Aim of the task. Search the data for the word "LeverConfig" and copy out every line that has it.

Top of Data for analysis

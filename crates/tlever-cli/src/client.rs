//! CLI error type, exit codes and daemon connection helpers.

use std::fmt::{self, Display, Formatter};

use anyhow::anyhow;
use tlever_config::{ClientConfig, ConfigError, LeverConfig};
use tlever_reconcile::ReconcileError;
use tlever_rpc::{TransmissionClient, parse_endpoint};
use tlever_torrent_core::{DaemonError, DaemonSession, SessionInfo};
use tracing::{debug, info};

/// CLI-level error type mapped onto process exit codes.
#[derive(Debug)]
pub(crate) enum CliError {
    /// Bad arguments or configuration.
    Validation(String),
    /// The daemon cannot be reached or rejected the credentials.
    Unreachable(anyhow::Error),
    /// Any other operational failure.
    Failure(anyhow::Error),
}

/// Convenience alias for functions returning a `CliError`.
pub(crate) type CliResult<T> = Result<T, CliError>;

impl CliError {
    pub(crate) fn validation(message: impl Into<String>) -> Self {
        Self::Validation(message.into())
    }

    pub(crate) fn failure(error: impl Into<anyhow::Error>) -> Self {
        Self::Failure(error.into())
    }

    pub(crate) fn from_config(err: &ConfigError) -> Self {
        Self::Validation(err.detail())
    }

    pub(crate) fn from_daemon(err: &DaemonError) -> Self {
        if err.is_fatal() {
            Self::Unreachable(anyhow!(err.detail()))
        } else {
            Self::Failure(anyhow!(err.detail()))
        }
    }

    pub(crate) fn from_reconcile(err: &ReconcileError) -> Self {
        match err {
            ReconcileError::InvalidCategory { .. } | ReconcileError::InvalidLabel { .. } => {
                Self::Validation(err.detail())
            }
            _ if err.is_fatal() => Self::Unreachable(anyhow!(err.detail())),
            _ => Self::Failure(anyhow!(err.detail())),
        }
    }

    pub(crate) const fn exit_code(&self) -> i32 {
        match self {
            Self::Unreachable(_) => 1,
            Self::Validation(_) => 2,
            Self::Failure(_) => 3,
        }
    }

    pub(crate) fn display_message(&self) -> String {
        match self {
            Self::Validation(message) => message.clone(),
            Self::Unreachable(error) | Self::Failure(error) => format!("{error:#}"),
        }
    }
}

impl Display for CliError {
    fn fmt(&self, formatter: &mut Formatter<'_>) -> fmt::Result {
        formatter.write_str("cli error")
    }
}

impl std::error::Error for CliError {}

/// Loaded configuration and live daemon session handed to command handlers.
#[derive(Clone, Copy)]
pub(crate) struct AppContext<'a> {
    pub(crate) session: &'a dyn DaemonSession,
    pub(crate) config: &'a LeverConfig,
}

/// Build the RPC client for the configured endpoint.
///
/// A host or path that cannot form a URL is a configuration problem, not a
/// daemon failure.
pub(crate) fn connect(config: &ClientConfig) -> CliResult<TransmissionClient> {
    parse_endpoint(config).map_err(|err| {
        CliError::validation(format!(
            "invalid Client endpoint '{}': {err}",
            config.endpoint()
        ))
    })?;
    let client = TransmissionClient::new(config).map_err(|err| CliError::from_daemon(&err))?;
    debug!(endpoint = %client.endpoint(), "daemon client ready");
    Ok(client)
}

/// Confirm the daemon answers before any command runs.
pub(crate) async fn verify_session(session: &dyn DaemonSession) -> CliResult<SessionInfo> {
    let info = session
        .get_session()
        .await
        .map_err(|err| CliError::from_daemon(&err))?;
    info!(
        version = %info.version,
        rpc_version = info.rpc_version,
        download_dir = %info.download_dir,
        "connected to daemon"
    );
    Ok(info)
}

Bottom of Data for analysis

Response for this exercise.
use tlever_config::{ClientConfig, ConfigError, LeverConfig};
    pub(crate) config: &'a LeverConfig,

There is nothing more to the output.